Ah but with no aux there is no option. If the engine dies at a truely critical moment your in the shit. With an Aux you can:
- try it (e.g. if the current conditions are ok)
- control it / keep out of harms way whilst waiting for some muscle to get you home properly
- choose to go somewhere else or wait somewhere better whilst the tide changes etc.

Quote:
Originally Posted by malthouse
Imagine if Mr & Mrs KY had been coming into Chi and the main engine had faltered at just the wrong moment, there is the moment of indecision - try and restart the main or get the aux fired up. By the time it is running would the aux be able to put the situation right? Maybe, maybe not.
except that KY had been having an ongoing issue with the engine all day - so the prudent thing would have been to had the aux in place, or even running - ensuring that no time was wasted.

Quote:
Personally the list of lessons learnt does not need "do not go to sea without a spare engine" adding to it. IMHO.
maybe not - but these posts: http://rib.net/forum/showthread.php?t=32760 and http://rib.net/forum/showthread.php?t=32878 suggests KY does have an aux but hadn't got round to finding a way of mounting it?

Quote:
Originally Posted by humberpaul
we had a 6.6 aux on a 5.4. Rattled like hell on the bracket if you are in a proper rough sea at speed and also meant a permanent imbalance to the ride. Just a pain really so we took it off.
of course the day you need it you'll regret that decision and realise it would have been better to find a better way of mounting - and move a spare fuel can, or anchor/chain, to the other side to correct the imballance.
Quote:
Hardly pushed the boat anyway. Get you to shore, but still got to get someone to take you home really unless it is flat calm...in which case there is doubtfully much to panic about.
I'd much rather be safely ashore trying to work out how to get back to my car than at sea waiting for a tow.
Quote:
I have seen aux's strapped to the deck or back of jockeys etc but on less than about 7m it takes a shed load of room up percentage wise.
that's odd - as until I get round to a better solution that's what I've done with mine on a sub 4m boat!

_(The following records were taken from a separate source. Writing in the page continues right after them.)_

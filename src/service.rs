//! Request-level analysis service.
//!
//! Wraps the engine with the concerns of a single request: input checks,
//! the result cache, per-request deadline and concurrency overrides,
//! related-document search, report building, and metrics. The
//! `pdr analyze` command is a thin shell around [`AnalysisService::analyze`].

use std::sync::Arc;
use std::time::{Duration, Instant};

use anyhow::{bail, Result};
use chrono::Utc;
use pdr_analysis_core::cache_key::CacheKey;
use pdr_analysis_core::inference::InferenceClient;
use pdr_analysis_core::models::{AnalysisSpecification, Chunk};
use tracing::{info, warn};

use crate::cache::AnalysisCache;
use crate::config::{Config, MAX_TIMEOUT_MS, MIN_TIMEOUT_MS};
use crate::engine::{analyze_with_progress, AnalysisOptions};
use crate::metrics::{AnalysisMetrics, Labels, RequestResult};
use crate::progress::{NoProgress, ProgressReporter};
use crate::related::{suggest_related, DisabledSearch, RelatedDocumentSearch};
use crate::report::AnalysisReport;

/// One analysis request.
#[derive(Debug, Clone)]
pub struct AnalysisRequest {
    pub chunks: Vec<Chunk>,
    pub specification: AnalysisSpecification,
    /// Overrides `scheduler.timeout_ms`.
    pub timeout_ms: Option<u64>,
    /// Overrides `scheduler.concurrency_limit`.
    pub concurrency: Option<usize>,
    /// Skip the cache lookup. A complete fresh result is still stored.
    pub force_refresh: bool,
}

impl AnalysisRequest {
    pub fn new(chunks: Vec<Chunk>, specification: AnalysisSpecification) -> Self {
        Self {
            chunks,
            specification,
            timeout_ms: None,
            concurrency: None,
            force_refresh: false,
        }
    }
}

#[derive(Debug, Clone)]
pub struct ServiceResponse {
    pub report: AnalysisReport,
    pub from_cache: bool,
}

pub struct AnalysisService {
    config: Config,
    client: Arc<dyn InferenceClient>,
    search: Arc<dyn RelatedDocumentSearch>,
    cache: Option<AnalysisCache>,
    metrics: Arc<AnalysisMetrics>,
    progress: Box<dyn ProgressReporter>,
}

impl AnalysisService {
    /// Service with an in-memory cache (when enabled), no related-document
    /// search, and its own metrics registry.
    pub fn new(config: Config, client: Arc<dyn InferenceClient>) -> Result<Self> {
        let cache = config
            .cache
            .enabled
            .then(|| AnalysisCache::from_config(&config.cache));
        Ok(Self {
            config,
            client,
            search: Arc::new(DisabledSearch),
            cache,
            metrics: Arc::new(AnalysisMetrics::new()?),
            progress: Box::new(NoProgress),
        })
    }

    /// Replace the cache, e.g. with one loaded from disk. Ignored when the
    /// cache is disabled in the config.
    pub fn with_cache(mut self, cache: AnalysisCache) -> Self {
        if self.config.cache.enabled {
            self.cache = Some(cache);
        }
        self
    }

    pub fn with_search(mut self, search: Arc<dyn RelatedDocumentSearch>) -> Self {
        self.search = search;
        self
    }

    pub fn with_progress(mut self, progress: Box<dyn ProgressReporter>) -> Self {
        self.progress = progress;
        self
    }

    pub fn with_metrics(mut self, metrics: Arc<AnalysisMetrics>) -> Self {
        self.metrics = metrics;
        self
    }

    pub fn metrics(&self) -> &Arc<AnalysisMetrics> {
        &self.metrics
    }

    pub fn cache(&self) -> Option<&AnalysisCache> {
        self.cache.as_ref()
    }

    /// Analyse one document, serving from the cache when possible.
    ///
    /// # Errors
    ///
    /// Invalid request fields fail with a message naming the field. Engine
    /// failures are returned as [`AnalysisError`](pdr_analysis_core::error::AnalysisError)
    /// inside the `anyhow::Error`, so callers can downcast for the
    /// status hint.
    pub async fn analyze(&self, request: AnalysisRequest) -> Result<ServiceResponse> {
        let started = Instant::now();
        let AnalysisRequest {
            chunks,
            specification,
            timeout_ms,
            concurrency,
            force_refresh,
        } = request;

        if specification.document_id <= 0 {
            bail!("documentId must be a positive integer");
        }
        let timeout_ms = timeout_ms.unwrap_or(self.config.scheduler.timeout_ms);
        if !(MIN_TIMEOUT_MS..=MAX_TIMEOUT_MS).contains(&timeout_ms) {
            bail!(
                "timeoutMs must be between {} and {}",
                MIN_TIMEOUT_MS,
                MAX_TIMEOUT_MS
            );
        }
        if chunks.is_empty() {
            bail!("No chunks found for document {}", specification.document_id);
        }

        let mut options = AnalysisOptions::from_config(&self.config)
            .with_deadline(Some(Duration::from_millis(timeout_ms)));
        if let Some(limit) = concurrency {
            options = options.with_concurrency(limit);
        }

        let key = CacheKey::new(&specification, options.constraints, options.budget);

        if !force_refresh {
            if let Some(report) = self.cache.as_ref().and_then(|c| c.get(&key)) {
                info!(document_id = key.document_id, analysis_type = %key.analysis_type, "serving cached analysis");
                self.metrics.record_cache_hit();
                self.metrics.record_request(
                    Labels::new(RequestResult::Success, true),
                    started.elapsed().as_secs_f64(),
                );
                return Ok(ServiceResponse {
                    report,
                    from_cache: true,
                });
            }
        }

        let outcome = analyze_with_progress(
            &chunks,
            specification.clone(),
            &options,
            Arc::clone(&self.client),
            self.progress.as_ref(),
        )
        .await;

        let outcome = match outcome {
            Ok(outcome) => outcome,
            Err(e) => {
                if let Some(stats) = e.stats() {
                    self.metrics.record_ai_calls(stats.ai_calls);
                }
                self.metrics.record_request(
                    Labels::new(RequestResult::Error, false),
                    started.elapsed().as_secs_f64(),
                );
                warn!(document_id = specification.document_id, error = %e, "analysis failed");
                return Err(e.into());
            }
        };

        let timed_out = outcome.stats.timed_out;
        let complete = !timed_out && outcome.stats.failed_batches == 0;
        self.metrics.record_ai_calls(outcome.stats.ai_calls);

        let related = if specification.include_related_docs
            && self.search.is_enabled()
            && !outcome.result.missing_documents.is_empty()
        {
            Some(
                suggest_related(
                    self.search.as_ref(),
                    &specification,
                    &outcome.result,
                    &self.config.related_search,
                )
                .await,
            )
        } else {
            None
        };

        let mut report = AnalysisReport::build(&specification, outcome, Utc::now());
        if let Some(related) = related {
            report = report.with_related(related);
        }

        // Partial reports are served once and never cached.
        if complete {
            if let Some(cache) = &self.cache {
                cache.insert(key, report.clone());
            }
        }

        let result = if timed_out {
            RequestResult::Timeout
        } else {
            RequestResult::Success
        };
        self.metrics
            .record_request(Labels::new(result, false), started.elapsed().as_secs_f64());

        Ok(ServiceResponse {
            report,
            from_cache: false,
        })
    }
}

A bit of bracket modification will see it mounted on the transom though.

I'm not suggesting that an aux is essential for every boat - mine did without for a long time, and my engine has never played up - but I think most people would put it higher up the list than AIS or active radar - and KY recently invested in those, with advice from the forum (who believed she had the aux covered).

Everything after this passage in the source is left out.